Scientists have discovered a new way to edit DNA that could fix “broken genes” in the brain, cure previously incurable diseases and potentially even extend the human lifespan.
The breakthrough – described as a “holy grail” of genetics – was used to partially restore the sight of rats blinded by a condition which also affects humans.
Previously researchers were not able to make changes to DNA in eye, brain, heart and liver tissues.
But the new technique allows them to do this for the first time and could also lead to new treatments for a range of diseases associated with the ageing process.
One of the researchers, Professor Juan Carlos Izpisua Belmonte, said: “We are very excited by the technology we discovered because it’s something that could not be done before.
“The possible applications of this discovery are vast.”
The cells in most of the tissues of an adult body do not divide, making it harder for scientists to introduce changes to the DNA.
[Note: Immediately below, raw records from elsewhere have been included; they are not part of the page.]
use std::collections::{BTreeMap, BTreeSet};
use std::path::{Path, PathBuf};
use std::sync::{Mutex, MutexGuard};

use crate::host::{
    CommandKernel, ConfigRepository, MigrationRegistrar, ModelBindings, RouteDefinition,
    RouteRegistrar, ServiceContainer, TranslationRegistrar, ViewRegistrar,
};
use crate::kernel::error::{Error, Result};
use crate::storage::ConfigData;

#[derive(Debug, Default)]
struct Recorded {
    config: BTreeMap<String, ConfigData>,
    providers: Vec<String>,
    routes: Vec<RouteDefinition>,
    views: Vec<(String, PathBuf)>,
    translations: Vec<(String, PathBuf)>,
    migrations: Vec<PathBuf>,
    commands: Vec<String>,
    observers: Vec<(String, String)>,
    policies: Vec<(String, String)>,
    rejected: BTreeSet<String>,
}

/// Host that records every registration it receives.
///
/// Backs `modula boot` and the tests. [`InMemoryHost::reject`] makes
/// registrations of a given class or namespace fail.
#[derive(Debug, Default)]
pub struct InMemoryHost {
    state: Mutex<Recorded>,
}

impl InMemoryHost {
    pub fn new() -> Self {
        Self::default()
    }

    fn lock(&self) -> MutexGuard<'_, Recorded> {
        self.state.lock().unwrap_or_else(|poisoned| poisoned.into_inner())
    }

    /// Fail any later registration naming `item`
    pub fn reject(&self, item: &str) {
        self.lock().rejected.insert(item.to_string());
    }

    fn check(state: &Recorded, item: &str) -> Result<()> {
        if state.rejected.contains(item) {
            return Err(Error::Other(format!("host rejected '{}'", item)));
        }
        Ok(())
    }

    pub fn config(&self, key: &str) -> Option<ConfigData> {
        self.lock().config.get(key).cloned()
    }

    pub fn config_keys(&self) -> Vec<String> {
        self.lock().config.keys().cloned().collect()
    }

    pub fn providers(&self) -> Vec<String> {
        self.lock().providers.clone()
    }

    pub fn routes(&self) -> Vec<RouteDefinition> {
        self.lock().routes.clone()
    }

    pub fn views(&self) -> Vec<(String, PathBuf)> {
        self.lock().views.clone()
    }

    pub fn translations(&self) -> Vec<(String, PathBuf)> {
        self.lock().translations.clone()
    }

    pub fn migrations(&self) -> Vec<PathBuf> {
        self.lock().migrations.clone()
    }

    pub fn commands(&self) -> Vec<String> {
        self.lock().commands.clone()
    }

    pub fn observers(&self) -> Vec<(String, String)> {
        self.lock().observers.clone()
    }

    pub fn policies(&self) -> Vec<(String, String)> {
        self.lock().policies.clone()
    }
}

impl ConfigRepository for InMemoryHost {
    fn merge(&self, key: &str, values: ConfigData) -> Result<()> {
        let mut state = self.lock();
        Self::check(&state, key)?;
        // Values already present win over module defaults
        let merged = match state.config.remove(key) {
            Some(existing) => {
                let mut merged = values;
                merged.merge(&existing);
                merged
            }
            None => values,
        };
        state.config.insert(key.to_string(), merged);
        Ok(())
    }
}

impl ServiceContainer for InMemoryHost {
    fn register(&self, provider: &str) -> Result<()> {
        let mut state = self.lock();
        Self::check(&state, provider)?;
        state.providers.push(provider.to_string());
        Ok(())
    }
}

impl RouteRegistrar for InMemoryHost {
    fn register(&self, route: RouteDefinition) -> Result<()> {
        let mut state = self.lock();
        Self::check(&state, &route.file.to_string_lossy())?;
        state.routes.push(route);
        Ok(())
    }
}

impl ViewRegistrar for InMemoryHost {
    fn add_namespace(&self, namespace: &str, path: &Path) -> Result<()> {
        let mut state = self.lock();
        Self::check(&state, namespace)?;
        state.views.push((namespace.to_string(), path.to_path_buf()));
        Ok(())
    }
}

impl TranslationRegistrar for InMemoryHost {
    fn add_namespace(&self, namespace: &str, path: &Path) -> Result<()> {
        let mut state = self.lock();
        Self::check(&state, namespace)?;
        state.translations.push((namespace.to_string(), path.to_path_buf()));
        Ok(())
    }
}

impl MigrationRegistrar for InMemoryHost {
    fn has_path(&self, path: &Path) -> bool {
        self.lock().migrations.iter().any(|p| p == path)
    }

    fn add_path(&self, path: &Path) -> Result<()> {
        let mut state = self.lock();
        Self::check(&state, &path.to_string_lossy())?;
        state.migrations.push(path.to_path_buf());
        Ok(())
    }
}

impl CommandKernel for InMemoryHost {
    fn register(&self, command: &str) -> Result<()> {
        let mut state = self.lock();
        Self::check(&state, command)?;
        state.commands.push(command.to_string());
        Ok(())
    }
}

impl ModelBindings for InMemoryHost {
    fn observe(&self, model: &str, observer: &str) -> Result<()> {
        let mut state = self.lock();
        Self::check(&state, observer)?;
        state.observers.push((model.to_string(), observer.to_string()));
        Ok(())
    }

    fn policy(&self, model: &str, policy: &str) -> Result<()> {
        let mut state = self.lock();
        Self::check(&state, policy)?;
        state.policies.push((model.to_string(), policy.to_string()));
        Ok(())
    }
}
use std::fs;
use std::path::Path;
use std::sync::{Arc, Mutex};

use tempfile::tempdir;

use crate::event::{sync_typed_handler, EventResult, ModuleEvent};
use crate::host::Host;
use crate::kernel::bootstrap::Application;
use crate::kernel::error::{Error, KernelLifecyclePhase};
use crate::module_system::{LoadStatus, Module, ModuleManager, ModulesConfig};

fn module(app: &Path, name: &str, priority: i64) {
    let dir = app.join("Modules").join(name);
    fs::create_dir_all(dir.join("app/Providers")).unwrap();
    fs::write(
        dir.join("module.json"),
        format!(r#"{{ "name": "{}", "priority": {} }}"#, name, priority),
    )
    .unwrap();
    fs::write(dir.join(format!("app/Providers/{}ServiceProvider.php", name)), "<?php").unwrap();
}

#[tokio::test]
async fn test_boot_loads_enabled_modules_by_priority() {
    let app = tempdir().unwrap();
    module(app.path(), "Blog", 10);
    module(app.path(), "Core", 90);
    module(app.path(), "Shop", 50);
    let (host, recorder) = Host::in_memory();
    let application = Application::new(ModulesConfig::default().resolve_against(app.path()), host);
    application.manager().disable("Shop").await.unwrap();

    let reports = application.boot().await.unwrap();

    assert!(application.is_booted());
    let loaded: Vec<&str> = reports.iter().map(|r| r.module()).collect();
    assert_eq!(loaded, vec!["Core", "Blog"]);
    assert!(reports.iter().all(|r| r.status() == &LoadStatus::Loaded));
    assert_eq!(
        recorder.providers(),
        vec!["Modules\\Core\\Providers\\CoreServiceProvider", "Modules\\Blog\\Providers\\BlogServiceProvider"]
    );
}

#[tokio::test]
async fn test_boot_runs_once() {
    let app = tempdir().unwrap();
    module(app.path(), "Blog", 10);
    let application = Application::new(ModulesConfig::default().resolve_against(app.path()), Host::in_memory().0);

    application.boot().await.unwrap();
    let second = application.boot().await;

    assert!(matches!(
        second,
        Err(Error::KernelLifecycleError { phase: KernelLifecyclePhase::Boot, .. })
    ));
}

#[tokio::test]
async fn test_boot_dispatches_lifecycle_events() {
    let app = tempdir().unwrap();
    module(app.path(), "Blog", 10);
    module(app.path(), "Shop", 5);
    let application = Application::new(ModulesConfig::default().resolve_against(app.path()), Host::in_memory().0);
    let seen = Arc::new(Mutex::new(Vec::new()));
    let seen_clone = Arc::clone(&seen);
    application
        .event_dispatcher()
        .register_type_handler::<ModuleEvent>(sync_typed_handler(move |event: &ModuleEvent| {
            seen_clone.lock().unwrap().push(event.clone());
            EventResult::Continue
        }))
        .await
        .unwrap();

    application.boot().await.unwrap();

    assert_eq!(
        *seen.lock().unwrap(),
        vec![
            ModuleEvent::Discovered { count: 2 },
            ModuleEvent::Loaded { name: "Blog".into() },
            ModuleEvent::Loaded { name: "Shop".into() },
            ModuleEvent::Booted { count: 2 },
        ]
    );
}

#[tokio::test]
async fn test_from_root_reads_config_file() {
    let app = tempdir().unwrap();
    let dir = app.path().join("packages").join("Blog");
    fs::create_dir_all(&dir).unwrap();
    fs::write(dir.join("module.json"), r#"{ "name": "Blog" }"#).unwrap();
    fs::write(
        app.path().join("modules.toml"),
        "path = \"packages\"\nnamespace = \"Acme\"\n\n[aliases]\nposts = \"Blog\"\n",
    )
    .unwrap();

    let application = Application::from_root(app.path(), Some(Path::new("modules.toml")), Host::in_memory().0).unwrap();

    assert_eq!(application.config().path, app.path().join("packages"));
    let blog = application.manager().find_or_fail("posts").await.unwrap();
    assert_eq!(blog.namespace(), "Acme\\Blog");
}

#[test]
fn test_missing_config_file_is_an_error() {
    let app = tempdir().unwrap();

    let result = Application::from_root(app.path(), Some(Path::new("absent.json")), Host::in_memory().0);

    assert!(matches!(result, Err(Error::Config { .. })));
}
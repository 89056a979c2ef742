use std::path::Path;

use crate::host::{Host, InMemoryHost};
use crate::storage::ConfigData;

#[test]
fn test_config_merge_keeps_existing_values() {
    let (host, recorder) = Host::in_memory();

    let mut existing = ConfigData::new();
    existing.set("title", "Configured").unwrap();
    host.config.merge("blog", existing).unwrap();

    let mut defaults = ConfigData::new();
    defaults.set("title", "Default").unwrap();
    defaults.set("per_page", 10).unwrap();
    host.config.merge("blog", defaults).unwrap();

    let merged = recorder.config("blog").unwrap();
    assert_eq!(merged.get::<String>("title").unwrap(), "Configured");
    assert_eq!(merged.get::<i64>("per_page"), Some(10));
}

#[test]
fn test_rejected_items_fail_and_are_not_recorded() {
    let (host, recorder) = Host::in_memory();
    recorder.reject("Modules\\Blog\\Providers\\Broken");

    assert!(host.container.register("Modules\\Blog\\Providers\\Broken").is_err());
    host.container.register("Modules\\Blog\\Providers\\BlogServiceProvider").unwrap();

    assert_eq!(recorder.providers(), vec!["Modules\\Blog\\Providers\\BlogServiceProvider".to_string()]);
}

#[test]
fn test_migration_paths_are_tracked() {
    let recorder = InMemoryHost::new();
    let host = Host::from_memory(std::sync::Arc::new(recorder));
    let path = Path::new("/app/Modules/Blog/database/migrations");

    assert!(!host.migrations.has_path(path));
    host.migrations.add_path(path).unwrap();
    assert!(host.migrations.has_path(path));
}
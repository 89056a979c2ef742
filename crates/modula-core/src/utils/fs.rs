use std::path::{Component, Path, PathBuf};

use crate::kernel::error::Result;
use crate::storage::StorageProvider;

/// List the files directly inside `dir` whose extension matches `extension`
/// (case-insensitive), sorted by name.
///
/// A missing directory yields an empty list.
pub fn files_with_extension(
    provider: &dyn StorageProvider,
    dir: &Path,
    extension: &str,
) -> Result<Vec<PathBuf>> {
    if !provider.is_dir(dir) {
        return Ok(Vec::new());
    }
    let wanted = extension.to_lowercase();
    Ok(provider
        .read_dir(dir)?
        .into_iter()
        .filter(|path| provider.is_file(path))
        .filter(|path| {
            path.extension()
                .map(|ext| ext.to_string_lossy().to_lowercase() == wanted)
                .unwrap_or(false)
        })
        .collect())
}

/// File name without its extension, as an owned string
pub fn file_stem(path: &Path) -> Option<String> {
    path.file_stem().map(|stem| stem.to_string_lossy().into_owned())
}

/// Fully-qualified class name for a file under a module root.
///
/// `relative` is the path inside the module (e.g. `app/Models/Post.php`); a
/// leading `app` segment is dropped, the extension is removed and the
/// remaining segments are joined with `\` under `namespace`.
pub fn class_name(namespace: &str, relative: &Path) -> String {
    let mut segments: Vec<String> = relative
        .with_extension("")
        .components()
        .filter_map(|component| match component {
            Component::Normal(part) => Some(part.to_string_lossy().into_owned()),
            _ => None,
        })
        .collect();
    if segments.first().map(String::as_str) == Some("app") {
        segments.remove(0);
    }
    let namespace = namespace.trim_end_matches('\\');
    if namespace.is_empty() {
        segments.join("\\")
    } else {
        format!("{}\\{}", namespace, segments.join("\\"))
    }
}
use std::fmt;
use std::fs;
use std::io::Write;
use std::path::{Path, PathBuf};
use tempfile::NamedTempFile;
use crate::kernel::error::{Error, Result};
use crate::storage::error::StorageSystemError;
use crate::storage::provider::StorageProvider;

/// Local filesystem storage provider
///
/// Relative paths are resolved against `base_path`; absolute paths are used
/// as given.
#[derive(Clone)]
pub struct LocalStorageProvider {
    base_path: PathBuf,
}

impl LocalStorageProvider {
    /// Create a new local storage provider with the given base path
    pub fn new(base_path: PathBuf) -> Self {
        Self { base_path }
    }

    /// Base path relative paths are resolved against
    pub fn base_path(&self) -> &Path {
        &self.base_path
    }

    /// Resolve a relative path against the base path
    fn resolve_path<P: AsRef<Path>>(&self, path: P) -> PathBuf {
        self.base_path.join(path)
    }
}

impl Default for LocalStorageProvider {
    fn default() -> Self {
        Self::new(PathBuf::new())
    }
}

impl StorageProvider for LocalStorageProvider {
    fn name(&self) -> &str {
        "local"
    }

    fn exists(&self, path: &Path) -> bool {
        self.resolve_path(path).exists()
    }

    fn is_file(&self, path: &Path) -> bool {
        self.resolve_path(path).is_file()
    }

    fn is_dir(&self, path: &Path) -> bool {
        self.resolve_path(path).is_dir()
    }

    fn read_to_string(&self, path: &Path) -> Result<String> {
        let full_path = self.resolve_path(path);
        fs::read_to_string(&full_path).map_err(|e| Error::io(e, "read_to_string", full_path))
    }

    fn write_string(&self, path: &Path, contents: &str) -> Result<()> {
        let full_path = self.resolve_path(path);

        let parent = match full_path.parent() {
            Some(parent) if !parent.as_os_str().is_empty() => parent.to_path_buf(),
            Some(_) => PathBuf::from("."),
            None => {
                return Err(Error::StorageSystem(StorageSystemError::OperationFailed {
                    operation: "write_string".to_string(),
                    path: Some(full_path),
                    message: "Cannot write to path without parent directory".to_string(),
                }));
            }
        };
        if !parent.is_dir() {
            fs::create_dir_all(&parent).map_err(|e| Error::io(e, "create_dir_all", parent.clone()))?;
        }

        // Temp file in the target directory so persist() is a same-filesystem rename
        let mut temp_file = NamedTempFile::new_in(&parent)
            .map_err(|e| Error::io(e, "create_temp_file", parent.clone()))?;

        temp_file
            .write_all(contents.as_bytes())
            .map_err(|e| Error::io(e, "write_to_temp_file", temp_file.path().to_path_buf()))?;

        temp_file
            .persist(&full_path)
            .map_err(|e| Error::io(e.error, "persist_temp_file", full_path.clone()))?;

        Ok(())
    }

    fn remove_file(&self, path: &Path) -> Result<()> {
        let full_path = self.resolve_path(path);
        fs::remove_file(&full_path).map_err(|e| Error::io(e, "remove_file", full_path))
    }

    fn read_dir(&self, path: &Path) -> Result<Vec<PathBuf>> {
        let full_path = self.resolve_path(path);
        let entries = fs::read_dir(&full_path).map_err(|e| Error::io(e, "read_dir", full_path.clone()))?;
        let mut names = Vec::new();

        for entry in entries {
            let entry = entry.map_err(|e| Error::io(e, "read_dir_entry", full_path.clone()))?;
            names.push(entry.file_name());
        }
        names.sort();

        Ok(names.into_iter().map(|name| path.join(name)).collect())
    }
}

impl fmt::Debug for LocalStorageProvider {
    fn fmt(&self, f: &mut fmt::Formatter<'_>) -> fmt::Result {
        f.debug_struct("LocalStorageProvider")
            .field("base_path", &self.base_path)
            .finish()
    }
}
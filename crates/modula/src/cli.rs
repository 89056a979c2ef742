use std::path::PathBuf;

use clap::{Args, Parser, Subcommand};
use modula_core::module_system::{LoadReport, LoadStatus, ModuleRecord, ModuleSource};
use modula_core::Module;

/// Modula: discover, order and switch application modules
#[derive(Parser, Debug)]
#[command(name = "modula", author, version, about, long_about = None)]
pub struct Cli {
    #[command(flatten)]
    pub global: GlobalArgs,

    #[command(subcommand)]
    pub command: Command,
}

#[derive(Args, Debug)]
pub struct GlobalArgs {
    /// Application root; relative paths resolve against it
    #[arg(long, global = true, default_value = ".")]
    pub root: PathBuf,

    /// Module configuration file (JSON, TOML or YAML)
    #[arg(long, global = true)]
    pub config: Option<PathBuf>,

    /// Directory scanned for modules, overrides the configuration
    #[arg(long, global = true)]
    pub path: Option<PathBuf>,

    /// Manifest file holding enabled state, overrides the configuration
    #[arg(long, global = true)]
    pub manifest: Option<PathBuf>,
}

#[derive(Subcommand, Debug)]
pub enum Command {
    /// List discovered modules, highest priority first
    List {
        /// Only enabled modules
        #[arg(long, conflicts_with = "disabled")]
        enabled: bool,
        /// Only disabled modules
        #[arg(long)]
        disabled: bool,
    },
    /// Show one module
    Show { name: String },
    /// Enable a module (its dependencies must be enabled)
    Enable { name: String },
    /// Disable a module
    Disable { name: String },
    /// Missing dependencies and dependents of a module
    Deps { name: String },
    /// Dependency graph and load order
    Graph,
    /// Rediscover and store the result in the discovery cache
    Cache,
    /// Drop the discovery cache
    CacheClear,
    /// Load every enabled module against an in-memory host and report
    Boot,
}

pub fn module_table(modules: &[ModuleRecord]) -> String {
    if modules.is_empty() {
        return "No modules found.\n".to_string();
    }
    let width = modules.iter().map(|m| m.name().len()).max().unwrap_or(0).max(4);
    let mut out = format!("{:<width$}  {:<8}  {:>8}  {:<8}  PATH\n", "NAME", "STATUS", "PRIORITY", "VERSION");
    for module in modules {
        out.push_str(&format!(
            "{:<width$}  {:<8}  {:>8}  {:<8}  {}\n",
            module.name(),
            status(module),
            module.priority(),
            module.version(),
            module.path().display(),
        ));
    }
    out
}

pub fn module_details(module: &ModuleRecord) -> String {
    let mut out = format!("{}\n", module.name());
    let mut field = |label: &str, value: String| out.push_str(&format!("  {:<13}{}\n", label, value));
    field("status:", status(module).to_string());
    field("version:", module.version().to_string());
    field("priority:", module.priority().to_string());
    field("namespace:", module.namespace().to_string());
    field("path:", module.path().display().to_string());
    field(
        "source:",
        match module.source() {
            ModuleSource::Filesystem => "filesystem".to_string(),
            ModuleSource::Package => "package".to_string(),
        },
    );
    if let Some(description) = module.description() {
        field("description:", description.to_string());
    }
    field("requires:", list_or_none(module.dependencies()));
    field("aliases:", list_or_none(module.aliases()));
    field("providers:", list_or_none(module.providers()));
    out
}

pub fn boot_summary(reports: &[LoadReport]) -> String {
    if reports.is_empty() {
        return "No enabled modules to load.\n".to_string();
    }
    let mut out = String::new();
    for report in reports {
        match report.status() {
            LoadStatus::Loaded => {
                out.push_str(&format!("{}: loaded\n", report.module()));
                for category in report.steps() {
                    let items = report.items(category);
                    if !items.is_empty() {
                        out.push_str(&format!("  {}: {}\n", category, items.join(", ")));
                    }
                }
                for skipped in report.skipped() {
                    out.push_str(&format!("  skipped {} {}: {}\n", skipped.category, skipped.item, skipped.reason));
                }
            }
            LoadStatus::Disabled => out.push_str(&format!("{}: disabled\n", report.module())),
            LoadStatus::Failed(reason) => out.push_str(&format!("{}: failed ({})\n", report.module(), reason)),
        }
    }
    out
}

pub fn list_or_none(items: &[String]) -> String {
    if items.is_empty() { "-".to_string() } else { items.join(", ") }
}

fn status(module: &ModuleRecord) -> &'static str {
    if module.is_enabled() { "enabled" } else { "disabled" }
}
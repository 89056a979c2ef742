use std::fs;
use std::path::{Path, PathBuf};
use std::time::Duration;
use tempfile::tempdir;

use crate::kernel::error::Error;
use crate::module_system::config::{ModulesConfig, NamespaceFormat};
use crate::storage::LocalStorageProvider;

#[test]
fn test_defaults() {
    let config = ModulesConfig::default();

    assert_eq!(config.path, PathBuf::from("Modules"));
    assert_eq!(config.namespace, "Modules");
    assert_eq!(config.default_priority, 100);
    assert!(!config.cache);
    assert_eq!(config.cache_key, "modula.modules");
    assert_eq!(config.cache_ttl(), Duration::from_secs(3600));
    assert!(config.dependency_check);
    assert!(config.dispatch_events);
    assert!(!config.scan_composer_packages);
    assert!(config.discovery.routes && config.discovery.repositories);
    assert_eq!(config.views.namespace_format, NamespaceFormat::Lower);
    assert_eq!(config.manifest_file(), PathBuf::from("storage/app/modules.json"));
}

#[test]
fn test_partial_json_keeps_defaults() {
    let dir = tempdir().unwrap();
    let path = dir.path().join("modules.json");
    fs::write(
        &path,
        r#"{
            "path": "packages",
            "aliases": { "store": "Shop" },
            "cache": true,
            "discovery": { "routes": false },
            "views": { "namespace_format": "studly" },
            "manifest_path": "var/modules.json"
        }"#,
    )
    .unwrap();

    let config = ModulesConfig::from_file(&LocalStorageProvider::default(), &path)
        .unwrap()
        .resolve_against(Path::new("/srv/app"));

    assert_eq!(config.path, PathBuf::from("/srv/app/packages"));
    assert_eq!(config.aliases.get("store").map(String::as_str), Some("Shop"));
    assert!(config.cache);
    assert!(!config.discovery.routes);
    assert!(config.discovery.views);
    assert_eq!(config.views.namespace_format, NamespaceFormat::Studly);
    assert_eq!(config.manifest_file(), PathBuf::from("/srv/app/var/modules.json"));
    assert_eq!(config.storage_path, PathBuf::from("/srv/app/storage/app"));
}

#[cfg(feature = "yaml-config")]
#[test]
fn test_yaml_config() {
    let dir = tempdir().unwrap();
    let path = dir.path().join("modules.yaml");
    fs::write(&path, "namespace: App\\Modules\ndefault_priority: 5\n").unwrap();

    let config = ModulesConfig::from_file(&LocalStorageProvider::default(), &path).unwrap();

    assert_eq!(config.namespace, "App\\Modules");
    assert_eq!(config.default_priority, 5);
}

#[test]
fn test_invalid_config_is_config_error() {
    let dir = tempdir().unwrap();
    let path = dir.path().join("modules.json");
    fs::write(&path, r#"{ "default_priority": "high" }"#).unwrap();

    let result = ModulesConfig::from_file(&LocalStorageProvider::default(), &path);

    assert!(matches!(result, Err(Error::Config { .. })));
}

#[test]
fn test_middleware_groups() {
    let mut config = ModulesConfig::default();
    config.middleware_groups.insert("admin".into(), vec!["web".into(), "auth".into()]);

    assert_eq!(config.middleware_for("admin"), vec!["web", "auth"]);
    assert_eq!(config.middleware_for("web"), vec!["web"]);
    assert_eq!(config.middleware_for("api"), vec!["api"]);
    assert!(config.middleware_for("channels").is_empty());
}

#[test]
fn test_namespace_formats() {
    assert_eq!(NamespaceFormat::Lower.apply("BlogPosts"), "blogposts");
    assert_eq!(NamespaceFormat::Studly.apply("BlogPosts"), "BlogPosts");
    assert_eq!(NamespaceFormat::Camel.apply("BlogPosts"), "blogPosts");
}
But Professor Izpisua Belmonte, of the Salk Institute in the US, said: “For the first time, we can enter into cells that do not divide and modify the DNA at will.
“We now have a technology that allows us to modify the DNA of non-dividing cells, to fix broken genes in the brain, heart and liver.
“It allows us for the first time to be able to dream of curing diseases that we couldn’t before, which is exciting.”
The researchers used the technique on rats born with a genetic disease called retinitis pigmentosa, which affects about one in 4,000 people in the UK.
By altering the genes affecting the eyes, they were able to give the rats a degree of vision.